Clean settings (simple, effective)
Here is the useful version, not the perfect list:
- Always-On: OFF if you want days, not hours.
- Brightness: down a notch. Most of the time you don’t see any difference.
- Wi-Fi: ON only when you sync the music.
- Notifications: keep what is strictly necessary (otherwise the watch lives to the rhythm of your phone… and your battery too).
- Watchfaces: “stylish” dials can be expensive in terms of battery life. Test for 24 hours, you’ll see.
Alternatives + purchasing experience: choose without regret (255 Music, 265, Coros)
The 165 Music is a coherent solution… if you accept its role. AMOLED running watch, period. Not a Swiss army knife.

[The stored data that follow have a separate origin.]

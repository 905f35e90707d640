use serde::Serialize;

use crate::health::classify::{self, speed_for_response_time, RpcSpeed};
use crate::{RpcProbe, RpcProbeResult};

/// A classified probe outcome, ready for the frontend.
#[derive(Debug, Clone, Serialize)]
pub struct MeasureResult {
    pub response_time: Option<u64>,
    pub latest_block: Option<u64>,
    pub speed: &'static RpcSpeed,
}

impl MeasureResult {
    pub fn unavailable() -> Self {
        Self {
            response_time: None,
            latest_block: None,
            speed: &classify::UNAVAILABLE,
        }
    }

    pub fn from_probe(probe: RpcProbeResult) -> Self {
        Self {
            response_time: probe.response_time,
            latest_block: probe.latest_block,
            speed: speed_for_response_time(probe.response_time),
        }
    }
}

impl From<RpcProbeResult> for MeasureResult {
    fn from(probe: RpcProbeResult) -> Self {
        Self::from_probe(probe)
    }
}

/// Measure one endpoint and classify the outcome.
///
/// Probe failures are not errors from the caller's point of view: whatever
/// goes wrong underneath, the answer is an unavailable endpoint.
pub async fn measure_rpc(
    probe: &dyn RpcProbe,
    network_id: &str,
    url: &str,
    use_cache: bool,
) -> MeasureResult {
    match probe.probe(url, network_id, use_cache).await {
        Ok(result) => MeasureResult::from_probe(result),
        Err(error) => {
            tracing::debug!(
                network = %network_id,
                url = %url,
                error = %error,
                "RPC probe failed"
            );
            MeasureResult::unavailable()
        }
    }
}
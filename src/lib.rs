pub mod error;
pub mod health;
pub mod jsonrpc;
pub mod prober;
pub mod refresher;
pub mod selection;
pub mod service;
pub mod status_store;
pub mod types;
pub mod urls;

pub use error::{Result, RpcStatusError};
pub use jsonrpc::{JsonRpcError, JsonRpcRequest, JsonRpcResponse};
pub use service::{AccountSelection, AccountSelectionRequest, NetworkRegistry, RpcProbe};
pub use types::{
    Account, Network, NetworkAccountResolution, NetworkId, NetworkRpcUrlSet, PresetRpcEndpoints,
    RpcProbeResult, StoredRpcStatus,
};

// Re-export commonly used items
pub use health::{
    measure_rpc, rpc_measure_status, speed_for_response_time, MeasureResult, RpcMeasureStatus,
    RpcSpeed, RpcSpeedTier, FAST_RESPONSE_TIME_MS, STATUS_STALE_AFTER,
};
pub use prober::HttpRpcProber;
pub use refresher::StatusRefresher;
pub use selection::select_network_account;
pub use status_store::{refresh_rpc_status, RpcStatusStore};
pub use urls::RpcUrlResolver;
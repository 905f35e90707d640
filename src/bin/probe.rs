use std::env;

use rpc_status::{measure_rpc, HttpRpcProber};

/// Probe a single endpoint once and print the classified result as JSON.
#[tokio::main]
async fn main() {
    tracing_subscriber::fmt::init();

    let mut args = env::args().skip(1);
    let Some(url) = args.next() else {
        eprintln!("usage: probe <rpc-url> [network-id]");
        std::process::exit(2);
    };
    let network_id = args.next().unwrap_or_else(|| "evm--1".to_string());

    let prober = HttpRpcProber::new(3_000);
    let measured = measure_rpc(&prober, &network_id, &url, false).await;

    println!(
        "{}",
        serde_json::to_string_pretty(&measured).expect("measured result serializes")
    );
}
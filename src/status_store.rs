use std::time::SystemTime;

use dashmap::DashMap;

use crate::health::{measure_rpc, rpc_measure_status, MeasureResult, RpcMeasureStatus};
use crate::{NetworkId, RpcProbe, StoredRpcStatus};

/// Shared status records keyed by network id.
///
/// `record` is the only writer path and replaces the whole record, so
/// overlapping refreshes degrade to last-write-wins over idempotent
/// snapshots. Readers get clones, never references into the map.
#[derive(Debug, Default)]
pub struct RpcStatusStore {
    statuses: DashMap<NetworkId, StoredRpcStatus>,
}

impl RpcStatusStore {
    pub fn new() -> Self {
        Self::default()
    }

    pub fn record(&self, network_id: &str, result: &MeasureResult) {
        self.statuses.insert(
            network_id.to_string(),
            StoredRpcStatus {
                response_time: result.response_time,
                latest_block: result.latest_block,
                updated_at: SystemTime::now(),
            },
        );
    }

    pub fn get(&self, network_id: &str) -> Option<StoredRpcStatus> {
        self.statuses
            .get(network_id)
            .map(|entry| entry.value().clone())
    }

    /// Snapshot for `network_id`, gated behind the staleness window.
    pub fn measure_status(&self, network_id: &str) -> RpcMeasureStatus {
        rpc_measure_status(self.get(network_id).as_ref())
    }
}

/// Probe `url` uncached, classify, and publish the fresh record.
pub async fn refresh_rpc_status(
    probe: &dyn RpcProbe,
    store: &RpcStatusStore,
    network_id: &str,
    url: &str,
) -> MeasureResult {
    let measured = measure_rpc(probe, network_id, url, false).await;
    store.record(network_id, &measured);
    measured
}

Alternative Forerunner 255 Music
If you want a more “serious” training/multisport orientation (and often a more comfortable range), the 255 Music remains a smart option when it goes on sale. Different screen, different feeling. But very solid.
Forerunner 165 vs 265
The 265 goes up a notch in the arsenal (notably on training functions, and depending on versions on GPS). If you train 5–6 times/week, you can justify the difference. If you are on 3 outings and a little reinforcement, the 165 is more than enough.
If you want to put the 165 back in the range without getting lost, read this guide: best Garmin watches for running and progressing.
Alternative Coros (Pace 4): the logical rival
Coros has an argument that Garmin does not have here: multi-band on certain equivalent models, and autonomy that is often more generous. Opposite, Garmin responds with the ecosystem (Connect IQ), Garmin Pay, and better integrated music. You choose a philosophy as much as a watch.
And if you’re hesitant about “Garmin or Apple Watch” (it happens all the time), start with this comparison: Garmin or Apple Watch for serious sport.
Purchasing experience: the detail that makes the difference
The 165 Music, at the right price, is a steal. At the wrong price, you get closer to a 255/265 on sale… and then you can regret. So watch for gaps, calmly.
Two simple tips (and a little boring, yes):
1) buy from a seller with easy returns (if you come across a capricious unit on the Bluetooth/battery side).
2) day 1: update + restart + clean re-pairing of the headset. You “stabilize” the base.
Verdict
If your need is clear — AMOLED, running, offline music, simplicity — so yes, the Forerunner 165 Music ticks the essentials. It gives you this discreet luxury: going for a run with nothing, just you and the rhythm.
If you’re looking for an ultra watch, triathlon watch, multi-band watch, maps watch… you’re going to push it out of its zone. And it often ends the same: frustration, resale. Brief.
Final recap (clear):
- To buy if you often run without a phone and want Spotify/Deezer/Amazon Music offline.
- To avoid if you want advanced multisport/triathlon or “ultra” GPS accuracy in dense cities.
- Sensitive point : Bluetooth stability according to headphones (quick test recommended upon receipt).
- Strong point : AMOLED screen + featherweight, and real, simple Garmin coaching.
- The thing that changes everything : your settings (Always-On, Wi-Fi, watchface). Without that, your “opinion” is biased.
Signature: David Deteve — L’Swiss Made Watch.